KJ explores Zechariah's song of praise after nine months of silence, showing why God deserves our worship for faithfully delivering His people. Through Jesus, God fulfils the covenants with David and Abraham, conquering sin so we can stand before Him in holiness and righteousness without fear. This message speaks to anyone longing for assurance of God's faithfulness and the true meaning of Christ's coming. Praise God for sending the Light into our darkness.

Main Points

  1. God visited His people to redeem them at a cost, setting them free from their greatest enemies.
  2. Jesus fulfils the Davidic covenant as the promised king who conquers sin, our true enemy.
  3. Through Christ, we stand holy and righteous before God without fear, enjoying eternal communion with Him.
  4. God's tender mercy is unforced and pure, flowing from His innermost being toward undeserving sinners.
  5. John the Baptist prepared hearts by pointing to Jesus, the Lamb of God who takes away sin.
  6. God's faithfulness to ancient promises assures us He is faithful in all things, great and small.

Transcript

This morning, we continue our new series titled "The Four Songs of Christmas", which is looking through the first chapters of Luke surrounding the birth of Jesus. Four songs that were sort of sung around His arrival, and they all give an insight to who this Jesus is that was coming into the world. So I get you to turn, please, to Luke chapter one. We're gonna read from verse 67 through to verse 80. Luke one, verse 67.

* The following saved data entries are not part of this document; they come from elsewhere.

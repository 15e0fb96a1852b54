//! Schema resolution with `$ref` expansion and composition flattening.
//!
//! Resolution happens in two phases. First every document reachable through
//! `$ref` is fetched (async). Then the schema tree is expanded against that
//! document set without further I/O.
//!
//! Composition rules:
//! - `allOf`: branches are deep-merged; `required` lists are unioned and
//!   later scalars overwrite earlier ones
//! - `anyOf` / `oneOf`: only the first alternative is used
//! - `$id` does not change the resolution base

use dashmap::DashMap;
use reqwest::Url;
use serde_json::{Map, Value};
use std::collections::{HashMap, HashSet, VecDeque};
use std::sync::Arc;
use std::time::Duration;
use tracing::{debug, info, warn};

use crate::error::{SchemaError, SchemaResult};
use crate::fetch::{DefaultFetcher, SchemaFetcher};
use crate::structure::SchemaStructure;

/// Resolves and caches schemas by reference string.
pub struct SchemaParser {
    fetcher: Arc<dyn SchemaFetcher>,
    /// Raw documents keyed by URL without fragment
    documents: DashMap<String, Arc<Value>>,
    resolved: DashMap<String, Arc<Value>>,
    structures: DashMap<String, Arc<SchemaStructure>>,
}

impl SchemaParser {
    /// Create a parser with the default file/HTTP fetcher.
    pub fn new(fetch_timeout: Duration) -> Self {
        Self::with_fetcher(Arc::new(DefaultFetcher::new(fetch_timeout)))
    }

    /// Create a parser with a custom fetcher.
    pub fn with_fetcher(fetcher: Arc<dyn SchemaFetcher>) -> Self {
        Self {
            fetcher,
            documents: DashMap::new(),
            resolved: DashMap::new(),
            structures: DashMap::new(),
        }
    }

    /// Resolve a schema reference into a self-contained schema.
    pub async fn parse(&self, reference: &str) -> SchemaResult<Arc<Value>> {
        if let Some(cached) = self.resolved.get(reference) {
            return Ok(cached.clone());
        }

        let url = reference_url(reference)?;
        let docs = self.load_closure(&url).await?;
        let resolver = Resolver { docs: &docs };
        let root = resolver.lookup(&url)?;
        let mut stack = vec![url.to_string()];
        let resolved = Arc::new(resolver.resolve(root, &document_url(&url), &mut stack)?);

        self.resolved
            .insert(reference.to_string(), resolved.clone());
        info!("Resolved schema {} ({} documents)", reference, docs.len());
        Ok(resolved)
    }

    /// Extract the flat structure of a schema reference.
    pub async fn extract_structure(&self, reference: &str) -> SchemaResult<Arc<SchemaStructure>> {
        if let Some(cached) = self.structures.get(reference) {
            return Ok(cached.clone());
        }

        let schema = self.parse(reference).await?;
        let structure = Arc::new(SchemaStructure::from_schema(&schema));
        self.structures
            .insert(reference.to_string(), structure.clone());
        Ok(structure)
    }

    /// Number of cached resolved schemas.
    pub fn cached_count(&self) -> usize {
        self.resolved.len()
    }

    /// Fetch the root document and every document it transitively references.
    async fn load_closure(&self, root: &Url) -> SchemaResult<HashMap<String, Arc<Value>>> {
        let mut docs = HashMap::new();
        let mut queue = VecDeque::from([document_url(root)]);
        let mut seen = HashSet::new();

        while let Some(url) = queue.pop_front() {
            let key = url.to_string();
            if !seen.insert(key.clone()) {
                continue;
            }

            let doc = self.load_document(&url).await?;
            let mut refs = Vec::new();
            collect_refs(&doc, &mut refs);
            for r in refs {
                match url.join(&r) {
                    Ok(target) => {
                        let target = document_url(&target);
                        if !seen.contains(target.as_str()) {
                            queue.push_back(target);
                        }
                    }
                    Err(_) => warn!("Ignoring unresolvable $ref '{}' in {}", r, url),
                }
            }
            docs.insert(key, doc);
        }

        Ok(docs)
    }

    async fn load_document(&self, url: &Url) -> SchemaResult<Arc<Value>> {
        let key = url.to_string();
        if let Some(doc) = self.documents.get(&key) {
            return Ok(doc.clone());
        }

        debug!("Fetching schema document {}", key);
        let bytes = self.fetcher.fetch(url).await?;
        let doc: Value = serde_json::from_slice(&bytes).map_err(|e| SchemaError::Parse {
            url: key.clone(),
            message: e.to_string(),
        })?;
        let doc = Arc::new(doc);
        self.documents.insert(key, doc.clone());
        Ok(doc)
    }
}

/// Turn a reference string (URL or filesystem path) into a URL.
pub fn reference_url(reference: &str) -> SchemaResult<Url> {
    let trimmed = reference.trim();
    if trimmed.is_empty() {
        return Err(SchemaError::InvalidReference(reference.to_string()));
    }

    // Single-letter schemes are Windows drive letters, not URLs
    if let Ok(url) = Url::parse(trimmed) {
        if url.scheme().len() > 1 {
            return Ok(url);
        }
    }

    let path = std::path::Path::new(trimmed);
    let absolute = if path.is_absolute() {
        path.to_path_buf()
    } else {
        std::env::current_dir()
            .map_err(|_| SchemaError::InvalidReference(reference.to_string()))?
            .join(path)
    };
    Url::from_file_path(&absolute).map_err(|_| SchemaError::InvalidReference(reference.to_string()))
}

fn document_url(url: &Url) -> Url {
    let mut doc = url.clone();
    doc.set_fragment(None);
    doc
}

fn collect_refs(node: &Value, out: &mut Vec<String>) {
    match node {
        Value::Object(map) => {
            if let Some(Value::String(r)) = map.get("$ref") {
                out.push(r.clone());
            }
            for v in map.values() {
                collect_refs(v, out);
            }
        }
        Value::Array(items) => items.iter().for_each(|v| collect_refs(v, out)),
        _ => {}
    }
}

/// Synchronous expansion over a pre-fetched document set.
struct Resolver<'a> {
    docs: &'a HashMap<String, Arc<Value>>,
}

impl<'a> Resolver<'a> {
    /// Find the node a (possibly fragment-carrying) URL points at.
    fn lookup(&self, url: &Url) -> SchemaResult<&'a Value> {
        let doc = self
            .docs
            .get(document_url(url).as_str())
            .ok_or_else(|| SchemaError::PointerNotFound(url.to_string()))?;

        match url.fragment() {
            None | Some("") => Ok(doc.as_ref()),
            Some(fragment) => {
                let pointer = urlencoding::decode(fragment)
                    .map_err(|_| SchemaError::PointerNotFound(url.to_string()))?;
                doc.pointer(&pointer)
                    .ok_or_else(|| SchemaError::PointerNotFound(url.to_string()))
            }
        }
    }

    fn resolve(&self, node: &Value, base: &Url, stack: &mut Vec<String>) -> SchemaResult<Value> {
        let Value::Object(map) = node else {
            return Ok(node.clone());
        };
        let mut map = map.clone();

        if let Some(Value::String(reference)) = map.remove("$ref") {
            let target_url = base
                .join(&reference)
                .map_err(|_| SchemaError::InvalidReference(reference.clone()))?;
            let key = target_url.to_string();

            let target = if stack.contains(&key) {
                warn!("Recursive schema reference {} left unexpanded", key);
                Value::Object(Map::new())
            } else {
                let node = self.lookup(&target_url)?;
                stack.push(key);
                let resolved = self.resolve(node, &document_url(&target_url), stack);
                stack.pop();
                resolved?
            };

            if map.is_empty() {
                return Ok(target);
            }
            let siblings = self.resolve(&Value::Object(map), base, stack)?;
            return Ok(merge_schemas(target, siblings));
        }

        if let Some(Value::Array(branches)) = map.remove("allOf") {
            let mut merged = self.resolve(&Value::Object(map), base, stack)?;
            for branch in &branches {
                let branch = self.resolve(branch, base, stack)?;
                merged = merge_schemas(merged, branch);
            }
            return Ok(merged);
        }

        for keyword in ["anyOf", "oneOf"] {
            if let Some(Value::Array(alternatives)) = map.remove(keyword) {
                if alternatives.len() > 1 {
                    debug!(
                        "{} with {} alternatives: using the first",
                        keyword,
                        alternatives.len()
                    );
                }
                let own = self.resolve(&Value::Object(map), base, stack)?;
                return match alternatives.first() {
                    Some(first) => {
                        let first = self.resolve(first, base, stack)?;
                        Ok(merge_schemas(own, first))
                    }
                    None => Ok(own),
                };
            }
        }

        if let Some(Value::Object(properties)) = map.get_mut("properties") {
            for prop in properties.values_mut() {
                *prop = self.resolve(prop, base, stack)?;
            }
        }
        if let Some(items) = map.get_mut("items") {
            let expanded = match &*items {
                Value::Array(list) => Value::Array(
                    list.iter()
                        .map(|i| self.resolve(i, base, stack))
                        .collect::<SchemaResult<_>>()?,
                ),
                other => self.resolve(other, base, stack)?,
            };
            *items = expanded;
        }
        if let Some(Value::Array(list)) = map.get_mut("prefixItems") {
            for item in list.iter_mut() {
                *item = self.resolve(item, base, stack)?;
            }
        }
        if let Some(additional) = map.get_mut("additionalProperties") {
            if additional.is_object() {
                *additional = self.resolve(additional, base, stack)?;
            }
        }

        Ok(Value::Object(map))
    }
}

/// Deep-merge `overlay` into `base`. Objects merge recursively, `required`
/// arrays are unioned, everything else is overwritten by the overlay.
pub(crate) fn merge_schemas(base: Value, overlay: Value) -> Value {
    match (base, overlay) {
        (Value::Object(mut base), Value::Object(overlay)) => {
            for (key, value) in overlay {
                let merged = match (key.as_str(), base.remove(&key), value) {
                    ("required", Some(Value::Array(mut existing)), Value::Array(extra)) => {
                        for item in extra {
                            if !existing.contains(&item) {
                                existing.push(item);
                            }
                        }
                        Value::Array(existing)
                    }
                    (_, Some(existing @ Value::Object(_)), value @ Value::Object(_)) => {
                        merge_schemas(existing, value)
                    }
                    (_, _, value) => value,
                };
                base.insert(key, merged);
            }
            Value::Object(base)
        }
        (_, overlay) => overlay,
    }
}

And his, this is John, John the Baptist, and his father Zechariah was filled with the Holy Spirit and prophesied, saying, "Blessed be the Lord God of Israel, for He has visited and redeemed His people and has raised up a horn of salvation for us in the house of His servant David, as He spoke by the mouth of His holy prophets from of old. That we should be saved from our enemies and from the hand of all who hate us. To show the mercy promised to our fathers and to remember His holy covenant, the oath that He swore to our father Abraham, to grant us that we, being delivered from the hand of our enemies, might serve Him without fear, in holiness and righteousness before Him all our days. And you, child, will be called the prophet of the Most High, for you will go before the Lord to prepare His ways, to give knowledge of salvation to His people in the forgiveness of their sins. Because of the tender mercy of our God, whereby the sunrise shall visit us from on high, to give light to those who sit in darkness and in the shadow of death, to guide our feet into the way of peace."

And the child grew and became strong in spirit, and he was in the wilderness until the day of his public appearance to Israel. So far the reading, this is the word of the Lord. Day in, day out, the old man climbed the pebbled roads that led to Jerusalem. His knees sore, his hips stiff. He climbed through the narrow alleys of that ancient city of David.

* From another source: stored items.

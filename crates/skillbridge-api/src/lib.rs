//! HTTP surface of the SkillBridge operation-delegation bridge.
//!
//! Three routes:
//! - `GET /health`
//! - `POST /invoke/{skillPath}` generic synchronous invoke with topics in headers
//! - `POST /operations/{assetId}/{skillName}` invoke a registered (or conventional) skill

pub mod handlers;
pub mod models;
pub mod server;
pub mod shutdown;

pub use models::{ApiResult, ErrorResponse};
pub use server::{MAX_REQUEST_BODY_SIZE, ServerState, create_router, run, serve};
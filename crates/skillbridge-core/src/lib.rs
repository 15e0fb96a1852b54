//! Core types for the SkillBridge operation-delegation bridge.
//!
//! This crate holds everything the other crates share:
//! - **OperationVariable**: one typed, named parameter of a shell Operation
//! - **SkillTopicConfig / SkillTopicTable**: per-skill topic and schema bindings
//! - **BridgeError / ErrorKind**: the tagged error taxonomy
//! - **BridgeConfig**: process configuration (TOML file + environment)

pub mod config;
pub mod error;
pub mod operation;
pub mod skill;

pub use config::{
    AasConfig, BridgeConfig, InvocationConfig, MqttConfig, SchemaConfig, ServerConfig, defaults,
    duration_from_secs, env_vars,
};
pub use error::{BridgeError, ErrorKind, Result};
pub use operation::{
    OperationVariable, OperationVariableDto, PropertyDto, ValueType, coerce_integer_text,
    infer_value_type, value_to_text, value_type_for_schema, whole_f64_to_i64, xs,
};
pub use skill::{
    ArrayMappingsOverride, SkillKey, SkillMap, SkillTopicConfig, SkillTopicTable, conventional_topics,
    derive_response_topic,
};

/// Reserved command/response field carrying the correlation token.
pub const CORRELATION_FIELD: &str = "Uuid";

/// Response field whose value decides terminal vs. intermediate.
pub const STATE_FIELD: &str = "State";

/// Version information
pub const VERSION: &str = env!("CARGO_PKG_VERSION");
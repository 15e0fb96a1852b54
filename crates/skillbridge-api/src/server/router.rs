//! Application router configuration.

use axum::{
    Router,
    routing::{get, post},
};

use super::types::{MAX_REQUEST_BODY_SIZE, ServerState};

/// Create the application router with a specific state.
pub fn create_router(state: ServerState) -> Router {
    use crate::handlers::{basic, invoke, operations};

    Router::new()
        .route("/health", get(basic::health_handler))
        .route("/invoke/*skill_path", post(invoke::invoke_handler))
        .route(
            "/operations/:asset_id/:skill_name",
            post(operations::operation_handler),
        )
        .layer(tower_http::trace::TraceLayer::new_for_http())
        .layer(tower_http::limit::RequestBodyLimitLayer::new(
            MAX_REQUEST_BODY_SIZE,
        ))
        .layer(
            tower_http::cors::CorsLayer::new()
                .allow_origin(tower_http::cors::Any)
                .allow_methods(tower_http::cors::Any)
                .allow_headers(tower_http::cors::Any),
        )
        .with_state(state)
}
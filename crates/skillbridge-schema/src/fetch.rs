//! Schema document retrieval.

use async_trait::async_trait;
use reqwest::{Client, Url};
use std::time::Duration;

use crate::error::{SchemaError, SchemaResult};

/// Source of raw schema bytes.
#[async_trait]
pub trait SchemaFetcher: Send + Sync {
    /// Fetch the document at `url` (fragment already stripped).
    async fn fetch(&self, url: &Url) -> SchemaResult<Vec<u8>>;
}

/// Reads `file://` URLs from disk and `http(s)://` URLs over the network.
pub struct DefaultFetcher {
    client: Client,
    timeout: Duration,
}

impl DefaultFetcher {
    pub fn new(timeout: Duration) -> Self {
        let client = Client::builder()
            .timeout(timeout)
            .build()
            .unwrap_or_default();
        Self { client, timeout }
    }
}

impl Default for DefaultFetcher {
    fn default() -> Self {
        Self::new(Duration::from_secs(skillbridge_core::defaults::SCHEMA_FETCH_TIMEOUT_SECS))
    }
}

#[async_trait]
impl SchemaFetcher for DefaultFetcher {
    async fn fetch(&self, url: &Url) -> SchemaResult<Vec<u8>> {
        let fetch_err = |message: String| SchemaError::Fetch {
            url: url.to_string(),
            message,
        };

        match url.scheme() {
            "file" => {
                let path = url
                    .to_file_path()
                    .map_err(|_| SchemaError::InvalidReference(url.to_string()))?;
                tokio::fs::read(&path)
                    .await
                    .map_err(|e| fetch_err(e.to_string()))
            }
            "http" | "https" => {
                let response = self
                    .client
                    .get(url.clone())
                    .timeout(self.timeout)
                    .send()
                    .await
                    .map_err(|e| fetch_err(format!("HTTP request failed: {}", e)))?;

                if !response.status().is_success() {
                    return Err(fetch_err(format!("HTTP error: {}", response.status())));
                }

                let bytes = response
                    .bytes()
                    .await
                    .map_err(|e| fetch_err(e.to_string()))?;
                Ok(bytes.to_vec())
            }
            other => Err(SchemaError::UnsupportedScheme(other.to_string())),
        }
    }
}
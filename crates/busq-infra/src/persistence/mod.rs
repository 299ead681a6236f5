//! Persistence implementations
//!
//! Repository traits from the domain layer backed by a key-value store.

mod kv_reservation_repo;

pub use kv_reservation_repo::{
    KeyValueReservationRepository, CONFIRMED_RESERVATION_KEY, PENDING_RESERVATION_KEY,
};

Before him rose up the imposing visage of Herod's Temple, by all estimations, one of the great wonders of the world. And day after day, that old man named Zechariah ministered as a priest in the great temple. Luke says that he and his wife Elizabeth were both aged people, but were godly. Verse six says that they were righteous before God, walking blamelessly in all His commandments. And it was to Zechariah, on the day that he was allotted to burn incense in the temple, that the old man's eyes nearly peeled out of his head.

He saw an angel standing beside the very altar that he was going to burn that incense on. And the angel made a very surprising announcement that he and Elizabeth would be having a son in their old age, and that they were to call him John. The angel said that you will have joy and gladness, and in fact, that many will rejoice at his birth, for he will be great before the Lord. And he will have this mission, that he will turn many of the children of Israel to their Lord and God, that he will make ready for the Lord a people prepared. How can this be?

Said Zechariah. But my wife and I are very old. Elizabeth is barren. To poor old Zechariah's dismay came these words: "I am Gabriel. I stand in the presence of God, and I was sent to speak to you and to bring you this good news."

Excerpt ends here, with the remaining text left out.